Invece da 24 ore a questa parte, è tutto uno scambio di accuse reciproche fra i partiti politici del nostro sventurato paese. In altre parole, si vuole creare un clima fatto di isteria e ansiogeno, dove il dibattito sereno e argomentato è il primo a sparire. Non sia mai che nel dibattito pubblico qualcuno possa alzare la testa e affermare che la Russia ha le sue ragioni, che corrispondono peraltro a quelle di grandissima parte delle nazioni fuori dall’asfittico recinto chiamato “Occidente” alquanto stanche del dominio Nato.
Noi di Liberiamo l’Italia abbiamo sempre affermato che l’impegno militare di Putin aveva e ha una precisa valenza sovranista e difensiva, utile a spezzare l’accerchiamento militare americano lungo tutto l’arco dell’est europeo. Lo stesso Papa Francesco ha ammesso che le provocazioni a stelle e strisce ( lui lo definì poche settimane fa “l’abbaiare della Nato alle porte della Russia) hanno giocato un ruolo essenziale nel provocare la reazione russa.
E non a caso le fantomatiche rivelazioni de La Stampa hanno lambito anche gli ambienti vaticani, con l’intento di fare riallineare anche la Chiesa Cattolica al più visto filoatlantismo.
Infatti le cosiddette “notizie” divulgate ieri dal quotidiano sabaudo sono un minestrone, più o meno sapiente e più o meno riuscito, di menzogne e verità.

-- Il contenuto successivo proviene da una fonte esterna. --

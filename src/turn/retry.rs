//! Backoff schedule for transient provider failures.

use std::time::Duration;

use rand::Rng;
use tokio_util::sync::CancellationToken;

use crate::error::{KilnError, Result};

/// Retry policy configuration.
#[derive(Debug, Clone, PartialEq, Eq)]
pub struct RetryPolicy {
    /// Maximum number of retries after the first attempt.
    pub max_attempts: u32,
    /// Delay before the first retry.
    pub initial_delay: Duration,
    /// Cap on the exponential part of the delay.
    pub max_delay: Duration,
    /// Upper bound of the random amount added to each delay.
    pub max_jitter: Duration,
}

impl Default for RetryPolicy {
    fn default() -> Self {
        Self {
            max_attempts: 10,
            initial_delay: Duration::from_millis(1000),
            max_delay: Duration::from_millis(30_000),
            max_jitter: Duration::from_millis(1000),
        }
    }
}

impl RetryPolicy {
    /// Whether retry number `attempt` (1-based) may run.
    pub fn allows(&self, attempt: u32) -> bool {
        attempt <= self.max_attempts
    }

    /// `min(initial * 2^(attempt-1), max_delay)` without jitter.
    pub fn base_delay(&self, attempt: u32) -> Duration {
        let exponent = attempt.saturating_sub(1).min(31);
        self.initial_delay
            .checked_mul(1u32 << exponent)
            .unwrap_or(self.max_delay)
            .min(self.max_delay)
    }

    /// Base delay plus uniform jitter in `[0, max_jitter]`.
    pub fn delay(&self, attempt: u32) -> Duration {
        let jitter_ms = self.max_jitter.as_millis() as u64;
        let jitter = if jitter_ms == 0 {
            0
        } else {
            rand::rng().random_range(0..=jitter_ms)
        };
        self.base_delay(attempt) + Duration::from_millis(jitter)
    }
}

/// Sleep for `delay` unless `cancel` fires first.
pub async fn sleep(delay: Duration, cancel: &CancellationToken) -> Result<()> {
    tokio::select! {
        biased;
        _ = cancel.cancelled() => Err(KilnError::Canceled),
        _ = tokio::time::sleep(delay) => Ok(()),
    }
}

#[cfg(test)]
mod tests {
    use super::*;

    #[test]
    fn base_delay_doubles_then_caps() {
        let policy = RetryPolicy::default();
        let delays: Vec<u128> = (1..=7).map(|n| policy.base_delay(n).as_millis()).collect();
        assert_eq!(delays, vec![1000, 2000, 4000, 8000, 16000, 30000, 30000]);
        assert_eq!(policy.base_delay(200).as_millis(), 30000);
    }

    #[test]
    fn jitter_stays_within_bound() {
        let policy = RetryPolicy::default();
        for _ in 0..100 {
            let delay = policy.delay(2).as_millis();
            assert!((2000..=3000).contains(&delay), "delay {delay}");
        }
    }

    #[test]
    fn zero_jitter_is_deterministic() {
        let policy = RetryPolicy {
            max_jitter: Duration::ZERO,
            ..RetryPolicy::default()
        };
        assert_eq!(policy.delay(3), Duration::from_millis(4000));
    }

    #[test]
    fn attempts_are_bounded() {
        let policy = RetryPolicy {
            max_attempts: 2,
            ..RetryPolicy::default()
        };
        assert!(policy.allows(2));
        assert!(!policy.allows(3));
    }

    #[tokio::test(start_paused = true)]
    async fn sleep_is_cancellable() {
        let cancel = CancellationToken::new();
        let trigger = cancel.clone();
        tokio::spawn(async move {
            tokio::time::sleep(Duration::from_secs(1)).await;
            trigger.cancel();
        });
        let started = tokio::time::Instant::now();
        let result = sleep(Duration::from_secs(60), &cancel).await;
        assert!(matches!(result, Err(KilnError::Canceled)));
        assert!(started.elapsed() < Duration::from_secs(2));
    }
}
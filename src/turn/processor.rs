//! Turn state machine: consume model streams, materialize parts, dispatch
//! tools and settle the assistant message.
//!
//! One call to [`TurnProcessor::process`] drives a single assistant message
//! across as many round-trips as the model needs. Each round-trip opens a
//! stream, applies its events in arrival order and either ends the turn or
//! feeds tool results into the next round-trip. Transient provider failures
//! restart the round-trip after a backoff; everything else settles the
//! message. Whatever happens, no tool part is left `pending` or `running`.

use std::collections::HashMap;
use std::sync::Arc;

use futures::StreamExt;
use serde_json::json;
use tokio_util::sync::CancellationToken;

use super::doom_loop;
use super::events::{AgentEvent, EventEmitter};
use super::retry;
use super::types::{TurnOutcome, TurnRequest, TurnResult, TurnSettings};
use crate::bus::events as bus_events;
use crate::error::{KilnError, Result};
use crate::id::{self, IdPrefix};
use crate::model::{ContentPart, ModelMessage, ModelRequest, ModelStream, Role, StreamEvent, ToolCallContent};
use crate::permission::{self, PermissionEngine, Ruleset};
use crate::session::{
    now_millis, publish_status, AssistantMessage, MessageError, Part, PartKind, SessionStatus, SessionStore,
    TimeSpan, ToolState,
};
use crate::tools::{ToolContext, ToolOutcome, ToolRegistry};

pub const INTERRUPTED: &str = "execution interrupted";

/// Runs turns against one model, tool registry and policy.
pub struct TurnProcessor {
    model: Arc<dyn ModelStream>,
    registry: Arc<ToolRegistry>,
    permissions: Arc<PermissionEngine>,
    store: Arc<dyn SessionStore>,
    ruleset: Arc<Ruleset>,
    settings: TurnSettings,
}

impl std::fmt::Debug for TurnProcessor {
    fn fmt(&self, f: &mut std::fmt::Formatter<'_>) -> std::fmt::Result {
        f.debug_struct("TurnProcessor")
            .field("model", &self.model.model_id())
            .field("registry", &self.registry)
            .field("settings", &self.settings)
            .finish_non_exhaustive()
    }
}

impl TurnProcessor {
    pub fn new(
        model: Arc<dyn ModelStream>,
        registry: Arc<ToolRegistry>,
        permissions: Arc<PermissionEngine>,
        store: Arc<dyn SessionStore>,
    ) -> Self {
        Self {
            model,
            registry,
            permissions,
            store,
            ruleset: Arc::new(Vec::new()),
            settings: TurnSettings::default(),
        }
    }

    pub fn with_ruleset(mut self, ruleset: Ruleset) -> Self {
        self.ruleset = Arc::new(ruleset);
        self
    }

    pub fn with_settings(mut self, settings: TurnSettings) -> Self {
        self.settings = settings;
        self
    }

    pub fn settings(&self) -> &TurnSettings {
        &self.settings
    }

    pub fn permissions(&self) -> &Arc<PermissionEngine> {
        &self.permissions
    }

    /// Run one turn to completion. Never fails: errors are recorded on the
    /// returned message and reflected in the outcome.
    pub async fn process(&self, request: TurnRequest, cancel: CancellationToken) -> TurnResult {
        let mut message = AssistantMessage::new(request.message_id.clone(), request.session_id.clone());
        message.parent_id = request.parent_id.clone();
        let mut run = Run {
            processor: self,
            emitter: EventEmitter::new(request.event_sink.clone()),
            cancel,
            message,
            parts: Vec::new(),
            streams: HashMap::new(),
            calls: HashMap::new(),
            step: 0,
            blocked: false,
            compact: false,
        };
        run.execute(request.messages).await
    }
}

/// What one round-trip produced for the conversation.
#[derive(Default)]
struct RoundTrip {
    text: String,
    calls: Vec<ToolCallContent>,
    results: Vec<ModelMessage>,
}

struct Run<'a> {
    processor: &'a TurnProcessor,
    emitter: EventEmitter,
    cancel: CancellationToken,
    message: AssistantMessage,
    parts: Vec<Part>,
    /// Open text/reasoning parts by stream id, reset every round-trip.
    streams: HashMap<String, usize>,
    /// Tool parts by call id.
    calls: HashMap<String, usize>,
    step: usize,
    blocked: bool,
    compact: bool,
}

Delle falsità abbiamo già detto poco più su, la cosiddetta vicenda Capuano. Di vero, invece, ci sono i tentativi di organizzare un viaggio a Mosca, tentativi che Salvini potrebbe avere fatto prima per se stesso, e poi per Papa Francesco. Il Vaticano, infatti, seppure implicitamente, ammette oggi che potrebbe avere avuto luogo due mesi un incontro tra il cardinale segretario di Stato Pietro Parolin con Matteo Salvini.
Tutto questo, nell’ottica di giungere al più presto ad una pace che soddisfi tutte le parti in causa (Russia compresa) e senza stare troppo a sottilizzare su chi siede al tavolo, purché si porti a casa il risultato diplomatico desiderato. A nostro modo di vedere, questa è semplicemente l’arte di fare politica. Confrontarsi a viso aperto ma senza pregiudiziali di sorta, con tutti, amici e nemici. Quello che non sono riusciti a fare, peraltro, i piccoli leader del mondo anti-sistema che si presenteranno separati (e perdenti, contenti loro) alle elezioni del 25 settembre.
Torniamo però a cose più serie. Già la settimana scorsa al Senato, nel corso del dibattito sulla fiducia (poi venuta meno) al governo Draghi, si era potuto tristemente constatare che i temi di drammatica importanza erano stati cancellati, espunti dai diversi interventi: la drammatica crisi economica accentuata dalle autolesionistiche sanzioni alla Russia, ma già ben presente nei due anni della mala gestione Covid, i diritti spezzati di milioni di persone privati del lavoro e della libertà di scelta terapeutica, in barba ad ogni buon senso e ad ogni verità scientificamente fondata, ma in ossequio agli architetti del Grande Reset desiderosi di distruggere l’anomalia italiana e il suo ricco tessuto socioeconomico. Si è parlato, e a sproposito, di temi-bandiera, utili ad eccitare gli ultras dei destri e dei sinistri: rigassificatori, cannabis e altre amenità.
A breve, passato il mese di agosto, la crisi si farà sentire in tutta la sua violenza, incurante della quantità industriale di falsità create ad arte dalla politica ufficiale e dal mondo dei media mainstream. Sarà compito dell’unica vera opposizione sociale e politica di questo paese, quella nata in opposizione all’autoritarismo tecno-sanitario degli ultimi due governi, riprendere le fila di una lotta politica che, come sappiamo, non potrà giovarsi dell’aiuto di una pur esigua pattuglia parlamentare. L’intelligenza e il coraggio sapranno comunque trovare i modi per esprimersi e incidere nella vita sociale e politica, anche senza il consenso dei capibastone.